癌は完治が難しい病気です。近年抗癌剤を使う化学療法の進歩により、癌患者の長期生存率は飛躍的に伸びてきました。しかしながら、未だ完治するのは難しく、現状の癌化学療法では、患者は重い副作用に苦しみ、やがて抗癌剤の治療が困難となります。体に優しく効果的に効く、新たな抗癌の開発が求められています。
身近で恐ろしい癌は遺伝子の病気です。正常な細胞の増殖や細胞運動などを制御する遺伝子に異常が生じると、無秩序な細胞増殖、浸潤、転移が起こり、発癌に至ります。実は、私たちの体には、幾重にも張り巡らされた防御システムによって、癌化のプロセスが進まないように、巧みに守られています。この防御システムを担うのが、癌抑制遺伝子です。癌では癌抑制遺伝子の異常や、癌抑制遺伝子を働かせる別の遺伝子に異常が起こり、正常細胞から癌細胞へと変化し、癌が発症します。

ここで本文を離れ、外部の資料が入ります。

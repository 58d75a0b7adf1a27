pub mod config;
pub mod db;
pub mod error;
pub mod logging;
pub mod routes;
pub mod state;
pub mod test_helpers;
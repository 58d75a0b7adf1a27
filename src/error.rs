use axum::{
    Json,
    http::StatusCode,
    response::{IntoResponse, Response},
};
use serde::Serialize;

use crate::db::StoreError;

#[derive(Debug, Serialize)]
pub struct ErrorBody {
    pub error: String,
}

#[derive(Debug)]
pub struct AppError {
    pub status: StatusCode,
    pub message: String,
}

impl AppError {
    pub fn new(status: StatusCode, message: impl Into<String>) -> Self {
        Self {
            status,
            message: message.into(),
        }
    }

    pub fn not_found(message: impl Into<String>) -> Self {
        Self::new(StatusCode::NOT_FOUND, message)
    }

    pub fn internal(message: impl Into<String>) -> Self {
        Self::new(StatusCode::INTERNAL_SERVER_ERROR, message)
    }
}

impl IntoResponse for AppError {
    fn into_response(self) -> Response {
        let body = Json(ErrorBody {
            error: self.message,
        });
        (self.status, body).into_response()
    }
}

impl From<StoreError> for AppError {
    fn from(err: StoreError) -> Self {
        match err {
            StoreError::NotFound { .. } => AppError::not_found(err.to_string()),
            StoreError::MissingField { .. } => {
                AppError::new(StatusCode::BAD_REQUEST, err.to_string())
            }
            StoreError::Db(_) => {
                tracing::error!("store failure: {err}");
                AppError::internal("Database error")
            }
        }
    }
}
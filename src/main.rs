use std::{net::SocketAddr, sync::Arc};

use axum::Router;
use tower_http::trace::TraceLayer;

use todo_server::{
    config::AppConfig,
    db::connection,
    logging::init_tracing,
    routes::router,
    state::AppState,
};

#[tokio::main]
async fn main() {
    if let Err(err) = run().await {
        tracing::error!("server failed: {err:?}");
        std::process::exit(1);
    }
}

async fn run() -> anyhow::Result<()> {
    let cfg = AppConfig::from_env().expect("failed to load config");
    init_tracing(&cfg.log_level);

    let db = connection::connect(&cfg).await?;
    connection::sync_schema(&db).await?;

    let state = AppState::new(cfg, db);

    let app = Router::new()
        .merge(router(Arc::clone(&state)))
        .layer(TraceLayer::new_for_http());

    let addr: SocketAddr = format!("{}:{}", state.config.host, state.config.port)
        .parse()
        .expect("invalid host/port");
    tracing::info!("listening on http://{}", addr);

    let listener = tokio::net::TcpListener::bind(addr).await?;
    axum::serve(listener, app).await?;
    Ok(())
}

鹿児島大学から癌への挑戦~癌抑制遺伝子による新たな治療薬を目指す~
多層に防御する癌抑制遺伝子のネットワークで最も重要なものは、癌抑制遺伝子のp53です。P53は細胞増殖を抑制させ、時にはアポトーシス(※1)を起こし、正常な組織の細胞数を維持しており、癌細胞の増殖も強く抑制します。
私たちは、p53を働かすのに必要な核小体ストレス応答と呼ばれる仕組みを新たに解明しました。さらに核小体ストレス応答の仕組みが低下した腫瘍患者は、p53が働けず、癌細胞が増殖し、患者の生存期間が短くなる傾向がありました。つまり、癌細胞でこの仕組みをうまく利用すれば、癌の治療につながると言えます。そこで、20万種の薬剤を対象にスクリーニング試験(※2)を行い、核小体ストレス応答の仕組みを高める薬剤を発見しました。驚くべきことに、この薬剤を癌細胞に作用させると、p53が活発となり、癌細胞の増殖が停止しました。この薬剤は、癌で低下している核小体ストレス応答の仕組みを高めて、正常細胞の増殖を抑制することなく、腫瘍の成長を止めます。このことから副作用が少ない抗癌剤となることが期待できます。
未だ、効果の検証や、安全性の確認など多くの課題が残っており、安全に治療薬として使えるようになるには、道のりは長く険しいものです。今後、このような開発プロセスを着実に進め、独自の基礎研究から発見した鹿児島大学発の抗癌剤を開発し、鹿児島大学で学ぶ学生の方々とともに、癌に打ち勝つ癌治療革命を目指します。
用語解説
(※1)体に備わった自律的な細胞死であるプログラム細胞死の一つの機構。発生や生体の恒常性の維持に必要なプロセスです。体の中で必要以上に増えすぎたり、傷ついた細胞があると、細胞死を起こし、このような細胞を除去します。抗癌剤の多くは癌細胞にアポトーシスを起こさせます。
(※2)種々の評価・測定システムを用いて化合物を評価し,ライブラリーといわれる多くの化合物群の中から、新規医薬品として有効な化合物を選択する試験のこと。通常、疾患で変動する生物学機能を調節する薬剤を選択し、これにより薬効を示すものを同定するために使用します。